First of all, thank you for sharing the photo of you and your adorable son. Quite the handsome pair you make! I encourage everyone to send photos if they're able.

From reading all these posts, it's obvious that each person finds his/her spiritual comfort in varying ways. Personally, my beliefs are in part close to Isabelle's. But I don't discount those who believe differently. It's not unusual, I think, to question many things about life during the cancer journey. It's a time for fear, but can also be a time for enlightenment. I would say to still your body and your mind through meditation, prayer and time in nature. It may take a while to be able to do this easily. But you will find peace, if not answers.

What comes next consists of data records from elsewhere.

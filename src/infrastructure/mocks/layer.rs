//! Tracing layer that records events so tests can assert on log output.

use parking_lot::Mutex;
use std::collections::BTreeMap;
use std::fmt;
use std::sync::Arc;
use tracing::field::{Field, Visit};
use tracing::{Event, Level, Subscriber};
use tracing_subscriber::layer::Context;
use tracing_subscriber::Layer;

/// Layer that captures every event it sees.
///
/// # Examples
///
/// ```
/// use mutation_guard::infrastructure::mocks::MockCaptureLayer;
/// use tracing::{warn, Level};
/// use tracing_subscriber::layer::SubscriberExt;
///
/// let capture = MockCaptureLayer::new();
/// let subscriber = tracing_subscriber::registry().with(capture.clone());
///
/// tracing::subscriber::with_default(subscriber, || {
///     warn!(key = "42:remove_admin", "rate limit exceeded");
/// });
///
/// let events = capture.at_level(Level::WARN);
/// assert_eq!(events.len(), 1);
/// assert_eq!(events[0].message, "rate limit exceeded");
/// assert_eq!(events[0].field("key"), Some("42:remove_admin"));
/// ```
#[derive(Debug, Clone, Default)]
pub struct MockCaptureLayer {
    captured: Arc<Mutex<Vec<CapturedEvent>>>,
}

/// One captured event.
#[derive(Debug, Clone, PartialEq, Eq)]
pub struct CapturedEvent {
    /// Event level
    pub level: Level,
    /// Event target (module path)
    pub target: String,
    /// The `message` field
    pub message: String,
    /// Every other field, formatted
    pub fields: BTreeMap<String, String>,
}

impl CapturedEvent {
    /// Formatted value of a structured field.
    pub fn field(&self, name: &str) -> Option<&str> {
        self.fields.get(name).map(String::as_str)
    }
}

impl MockCaptureLayer {
    /// Create an empty capture layer.
    pub fn new() -> Self {
        Self::default()
    }

    /// All captured events, in order.
    pub fn events(&self) -> Vec<CapturedEvent> {
        self.captured.lock().clone()
    }

    /// Captured events at exactly `level`.
    pub fn at_level(&self, level: Level) -> Vec<CapturedEvent> {
        self.captured
            .lock()
            .iter()
            .filter(|event| event.level == level)
            .cloned()
            .collect()
    }

    /// Check if any event at `level` has exactly this message.
    pub fn contains(&self, level: Level, message: &str) -> bool {
        self.captured
            .lock()
            .iter()
            .any(|event| event.level == level && event.message == message)
    }

    /// Number of captured events.
    pub fn count(&self) -> usize {
        self.captured.lock().len()
    }

    /// Forget every captured event.
    pub fn clear(&self) {
        self.captured.lock().clear();
    }
}

impl<S> Layer<S> for MockCaptureLayer
where
    S: Subscriber,
{
    fn on_event(&self, event: &Event<'_>, _ctx: Context<'_, S>) {
        let mut visitor = FieldVisitor::default();
        event.record(&mut visitor);

        self.captured.lock().push(CapturedEvent {
            level: *event.metadata().level(),
            target: event.metadata().target().to_string(),
            message: visitor.message,
            fields: visitor.fields,
        });
    }
}

#[derive(Default)]
struct FieldVisitor {
    message: String,
    fields: BTreeMap<String, String>,
}

impl Visit for FieldVisitor {
    fn record_str(&mut self, field: &Field, value: &str) {
        if field.name() == "message" {
            self.message = value.to_string();
        } else {
            self.fields.insert(field.name().to_string(), value.to_string());
        }
    }

    fn record_debug(&mut self, field: &Field, value: &dyn fmt::Debug) {
        let formatted = format!("{:?}", value);
        if field.name() == "message" {
            self.message = formatted;
        } else {
            self.fields.insert(field.name().to_string(), formatted);
        }
    }
}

Thank you for opening up about such a contentious topic. And for sharing another side of yourself.

Love and light,

Lisa

lu Ann
08-30-2004, 08:41 AM
Dear Nikki, I have thought about you since you posted several weeks ago about your anniversary. I hesitated to post because I didn't want to step on anyones toes about religion. All I can tell you is about a relationship I have with the Lord. It is awesome. I always knew there was a God But I didn't really know Him. I had my own aggenda that did not really include Him until I was diagnosed with a reoccurance of stage 4 BC last February. I have seen many blessings and miracles happen in my life since then. I can't tell you that it has not been a struggle for me, but with Him All Things Are Possible. You are going to get allot of advice from people about religion, so I guess I can tell you what I believe. I am a Bible Believing Born Again Christian. I believe in the Holy Trinity-The Father who is Spirit, The Son who is God As Man, and the Holy Ghost who is God who lives in Us. We are all inferior and come short of God's Glory, but He loves us More then anyone loves us on this earth and He gave his son so that we would be forgiven of our sins. His Son also took 39 stripes on His back to Heal all our sicknesses. Although it sounds easy it is hard to trust in something you have never seen. Accept Christ as your savior, ask God to forgive you of your sins, and invite the Holy Spirit to Live inside of you. I have been watching the following televangelists on TV who have taught me allot about the Bible: John Hagee, Joel Osteen, Billy Graham, Charles Stanley, and Gregg Laurie. You can also look them up on line. The Passion of the Christ is also coming out tomorrow for home viewing. You have made the first step which is a big one. Take Care and God Bless You. Love Lu Ann

Sandy H.
08-30-2004, 11:24 PM
AMEN Lu an!! Well said and I agree with it all. I have seen so many amazing things happen since my 3 1/2 years of battling with BC. I was asked to do a presentation at my church on all the amazing things that has happen to me. It was emotional to do but inspirational for so many others. God bless you all. Hugs, Sandy

lu ann
08-30-2004, 11:46 PM
Thanks, Sandy. I just came back from getting CT scan of head, chest, abdomin, and pelvis. They said my Dr. should have the report in a couple of days, but I don't have an appt. with him until the 8th. I know I could have moments of anxiety waiting for the results, but I'm going to fight it with God's help. I'm in this for the long haul and I will be having many more tests and scans done in the future. I have to be at the point where I entirely trust God to get through this mentally and emotionally. This was the hardest part for me when I was origionally diagnosed 13 years ago. I would get myself in such a horrible state of mind waiting for test results. I didn't trust my
Doctors and thought they were just out to get my money. I quit going to my oncologist about 5 years after diagnosis. I don't know if she would have caught this metastasis any earlier or not. I try not to dwell on what I didn't do then. It doesn't matter now. What is important is what I can do today. I had a bone scan yesterday which showed improvement, which is another of the many blessings and miracles I have received from God. When I was first diagnosed with reoccurrance I was not going to get any treatment. I thought it was a lost cause. But with the treatment I have had so far and all the prayers that have been prayed for me I have seen this cancer being destroyed. Miracles do happen! Take care and God Bless Everyone. Love Lu Ann.